ThetaEvolve: Test-time Learning on Open Problems

Yiping Wang, Shao-Rong Su, Zhiyuan Zeng, Eva Xu, Liliang Ren, Xinyu Yang, Zeyi Huang, Xuehai He, Luyao Ma, Baolin Peng, Hao Cheng, Pengcheng He, Weizhu Chen, Shuohang Wang, Simon Shaolei Du*, Yelong Shen*

Outline

We introduce ThetaEvolve, an open-source pipeline that simplifies (e.g., with single LLM) and extends AlphaEvolve to efficiently scale both ❄️in-context learning and 🔥RL training at test time.
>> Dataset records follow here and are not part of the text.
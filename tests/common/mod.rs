//! Shared helpers for integration tests.
#![allow(dead_code)]

use std::sync::Arc;

use parking_lot::Mutex;
use plex_notifier::{HomeTheaterPush, PlexConfig, PushRequest, PushResult};
use wiremock::MockServer;

pub fn init_logging() {
  let _ = env_logger::builder().is_test(true).try_init();
}

/// Push implementation that records requests instead of sending them.
#[derive(Debug, Clone, Default)]
pub struct RecordingPush {
  pub requests: Arc<Mutex<Vec<PushRequest>>>,
}

impl RecordingPush {
  pub fn count(&self) -> usize {
    self.requests.lock().len()
  }

  pub fn last(&self) -> Option<PushRequest> {
    self.requests.lock().last().cloned()
  }
}

impl HomeTheaterPush for RecordingPush {
  async fn push(&self, request: PushRequest) -> Vec<PushResult> {
    let results = request
      .hosts
      .iter()
      .map(|host| PushResult {
        host: host.clone(),
        delivered: true,
      })
      .collect();
    self.requests.lock().push(request);
    results
  }
}

/// Config with server updates enabled for `hosts`.
pub fn server_config(hosts: &str) -> PlexConfig {
  PlexConfig {
    use_plex_server: true,
    update_library: true,
    server_host: hosts.to_string(),
    client_identifier: "plex-notifier-test".to_string(),
    ..PlexConfig::default()
  }
}

/// `host:port` of a mock server, as it would appear in the config.
pub fn host_of(server: &MockServer) -> String {
  server.address().to_string()
}

/// One `Directory` element with a `Location` per path.
pub fn dir(key: &str, kind: &str, paths: &[&str]) -> String {
  let mut xml = format!(r#"<Directory key="{}" type="{}" title="Section {}">"#, key, kind, key);
  for (i, path) in paths.iter().enumerate() {
    xml.push_str(&format!(r#"<Location id="{}" path="{}" />"#, i, path));
  }
  xml.push_str("</Directory>");
  xml
}

/// A `MediaContainer` body holding `directories`.
pub fn sections_xml(directories: &[String]) -> String {
  format!(
    r#"<?xml version="1.0" encoding="UTF-8"?><MediaContainer size="{}">{}</MediaContainer>"#,
    directories.len(),
    directories.concat()
  )
}
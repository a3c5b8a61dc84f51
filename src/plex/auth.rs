//! Identity headers and the cached plex.tv token.

use parking_lot::RwLock;
use reqwest::header::{HeaderMap, HeaderName, HeaderValue};

use super::error::{AuthError, PlexError};
use super::types::ClientIdentity;

pub const DEVICE_NAME_HEADER: &str = "X-Plex-Device-Name";
pub const PRODUCT_HEADER: &str = "X-Plex-Product";
pub const CLIENT_IDENTIFIER_HEADER: &str = "X-Plex-Client-Identifier";
pub const VERSION_HEADER: &str = "X-Plex-Version";
pub const TOKEN_HEADER: &str = "X-Plex-Token";

/// Request headers shared by every Plex call made through one notifier.
///
/// The four identity headers are fixed at construction. The token is the
/// only mutable part and is guarded so callers on different tasks see a
/// consistent value.
#[derive(Debug)]
pub struct AuthContext {
  identity: HeaderMap,
  token: RwLock<Option<HeaderValue>>,
}

impl AuthContext {
  /// Build the context, rejecting identity values that cannot be sent as headers.
  pub fn new(identity: &ClientIdentity) -> Result<Self, PlexError> {
    let mut headers = HeaderMap::new();
    for (name, value) in [
      (DEVICE_NAME_HEADER, &identity.device_name),
      (PRODUCT_HEADER, &identity.product),
      (CLIENT_IDENTIFIER_HEADER, &identity.client_identifier),
      (VERSION_HEADER, &identity.version),
    ] {
      let value = HeaderValue::from_str(value).map_err(|_| PlexError::InvalidHeader(name))?;
      let name = HeaderName::from_bytes(name.as_bytes()).map_err(|_| PlexError::InvalidHeader(name))?;
      headers.insert(name, value);
    }

    Ok(Self {
      identity: headers,
      token: RwLock::new(None),
    })
  }

  /// Current token, if one has been set.
  pub fn current_token(&self) -> Option<String> {
    self
      .token
      .read()
      .as_ref()
      .and_then(|v| v.to_str().ok())
      .map(str::to_string)
  }

  pub fn has_token(&self) -> bool {
    self.token.read().is_some()
  }

  /// Install a token. Values that are not valid header text are refused and
  /// leave the previous token untouched.
  pub fn set_token(&self, token: &str) -> Result<(), AuthError> {
    let mut value = HeaderValue::from_str(token).map_err(|_| AuthError::InvalidToken)?;
    value.set_sensitive(true);
    *self.token.write() = Some(value);
    Ok(())
  }

  /// Remove the token. Idempotent.
  pub fn clear_token(&self) {
    *self.token.write() = None;
  }

  /// Snapshot of the headers to attach to a request.
  pub fn headers(&self) -> HeaderMap {
    let mut headers = self.identity.clone();
    if let Some(token) = self.token.read().clone() {
      headers.insert(HeaderName::from_static("x-plex-token"), token);
    }
    headers
  }
}
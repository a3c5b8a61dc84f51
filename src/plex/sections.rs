//! `/library/sections` XML parsing and section path matching.

use quick_xml::escape::unescape;
use quick_xml::events::{BytesStart, Event};
use quick_xml::Reader;

use super::types::Section;

/// Parse a `MediaContainer` body into its `Directory` entries.
///
/// Every `Directory` element is returned regardless of depth, and each one
/// collects the `path` of every `Location` nested anywhere inside it.
pub fn parse_sections(xml: &str) -> Result<Vec<Section>, quick_xml::Error> {
  let mut reader = Reader::from_str(xml);
  reader.config_mut().trim_text(true);

  let mut sections: Vec<Section> = Vec::new();
  // Indices of the Directory elements currently open.
  let mut open: Vec<usize> = Vec::new();

  loop {
    match reader.read_event()? {
      Event::Start(e) => match e.name().as_ref() {
        b"Directory" => {
          sections.push(directory(&e)?);
          open.push(sections.len() - 1);
        }
        b"Location" => add_location(&e, &open, &mut sections)?,
        _ => {}
      },
      Event::Empty(e) => match e.name().as_ref() {
        b"Directory" => sections.push(directory(&e)?),
        b"Location" => add_location(&e, &open, &mut sections)?,
        _ => {}
      },
      Event::End(e) => {
        if e.name().as_ref() == b"Directory" {
          open.pop();
        }
      }
      Event::Eof => break,
      _ => {}
    }
  }

  Ok(sections)
}

fn directory(e: &BytesStart<'_>) -> Result<Section, quick_xml::Error> {
  Ok(Section {
    kind: attribute(e, "type")?,
    key: attribute(e, "key")?,
    locations: Vec::new(),
  })
}

fn add_location(
  e: &BytesStart<'_>,
  open: &[usize],
  sections: &mut [Section],
) -> Result<(), quick_xml::Error> {
  if let Some(path) = attribute(e, "path")? {
    for &idx in open {
      sections[idx].locations.push(path.clone());
    }
  }
  Ok(())
}

fn attribute(e: &BytesStart<'_>, name: &str) -> Result<Option<String>, quick_xml::Error> {
  match e.try_get_attribute(name).map_err(quick_xml::Error::from)? {
    Some(attr) => {
      let raw = String::from_utf8_lossy(&attr.value);
      let value = unescape(&raw).map_err(quick_xml::Error::from)?;
      Ok(Some(value.into_owned()))
    }
    None => Ok(None),
  }
}

/// Normalize a path so Windows and POSIX spellings compare equal.
///
/// Lower-cases, collapses runs of `/` and `\` into one `/`, then drops a
/// leading prefix of up to two characters that ends in a separator
/// (`c:/`, `/`, `./`). The longest such prefix wins.
pub fn normalize_path(path: &str) -> String {
  let lowered = path.to_lowercase();
  let mut collapsed = String::with_capacity(lowered.len());
  let mut last_sep = false;
  for c in lowered.chars() {
    if c == '/' || c == '\\' {
      if !last_sep {
        collapsed.push('/');
      }
      last_sep = true;
    } else {
      collapsed.push(c);
      last_sep = false;
    }
  }

  let head: Vec<(usize, char)> = collapsed.char_indices().take(3).collect();
  for n in (0..=2).rev() {
    if let Some(&(idx, '/')) = head.get(n) {
      if head[..n].iter().all(|&(_, c)| c != '\n') {
        return collapsed[idx + 1..].to_string();
      }
    }
  }
  collapsed
}

/// Whether a section rooted at `section_path` covers `file_location`.
pub fn section_matches(section_path: &str, file_location: &str) -> bool {
  normalize_path(file_location).contains(&normalize_path(section_path))
}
With ThetaEvolve, an 8B model can outperform AlphaEvolve on open optimization problems by scaling compute for inference or test-time RL🚀:

⭕Circle packing:

AlphaEvolve (Gemini-2.0-Flash/Pro) : 2.63586276
Ours (R1-Qwen3-8B): 2.63598308

Setup

Our RL environment follows the same setup as slime and OpenEvolve. We use Docker (run in ThetaEvolve folder):

# fixed image, haven't checked on the latest image
docker pull slimerl/slime:v0.5.0rc0-cu126

# Start the container
docker run --rm --name slime-evolve \
  --gpus all --ipc=host --shm-size=16g \
  --ulimit memlock=-1 --ulimit stack=67108864 \
  -v "$PWD":/workspace -w /workspace \
  -v /path/to/disk:/path/to/disk \
  -it slimerl/slime:v0.5.0rc0-cu126 /bin/bash

sudo docker run -d --name slime-evolve   --gpus all --ipc=host --shm-size=16g   --ulimit memlock=-1 --ulimit stack=67108864   -v "$PWD":/workspace -w /workspace   slimerl/slime:v0.5.0rc0-cu126 sleep infinity


sudo docker exec -it slime-evolve /bin/bash

apt update
apt install -y screen

bash ./run.sh 2>&1 | tee run.log

After entering the docker, run the installation commands:

cd /workspace
pip install -e .
cd openevolve_adapted
pip install --ignore-installed blinker
rm -rf openevolve.egg-info && pip install -e .
cd ..

Tasks

You could check our tasks in openevolve_adapted/examples. It is easy to extend to more tasks with continous objective values.

Run

To run the experiments, you could change the parameters in run.sh, and then directly run bash run.sh (Notably, for 8B model, we need at least 8x80G GPUs like A100s).

Fist, remember to set the save_path to store ckpts:

export SAVE_PATH=/path/to/disk/save

Then for example, if you want to run prorl-v2-1.5B, circle packing, RL training, original score as reward, you could set:

#### Model selection ####
SMALL_MODEL_NAME="dpsk_prorl_v2_1.5b"

#### Task configuration ####
TASK="circle_packing_modular"

#### CONFIG_POSTFIX options ####
CONFIG_POSTFIX="it_XL"

#### Training mode: True for training, False for inference-only ####
IS_TRAINING=True

#### Training parameters ####
# Options: "original_reward", "rl_normalized_reward"
REWARD_PROCESS_TYPE="original_reward"

#### Lazy output penalty ####
# 1 -> child = parent
# 2 -> child = any program in database
LAZY_OUTPUT_PENALTY=1

Finally set the wandb configurations:

WANDB_API_KEY=aaa
WANDB_ENTITY=bbb
WANDB_PROJECT=ccc

Then you can directly run

bash run.sh

You could also adjust more parameters in scripts_evolve/Nemotron-Research-Reasoning-Qwen-1.5B/general.sh. Like ckpt saving frequency (default 10), number of evaluation threads (default 16), gpus (default 8), etc.

Results

Some results we obtain are available in Results. You can run python vis.py to see the verification results in each sub-task directory.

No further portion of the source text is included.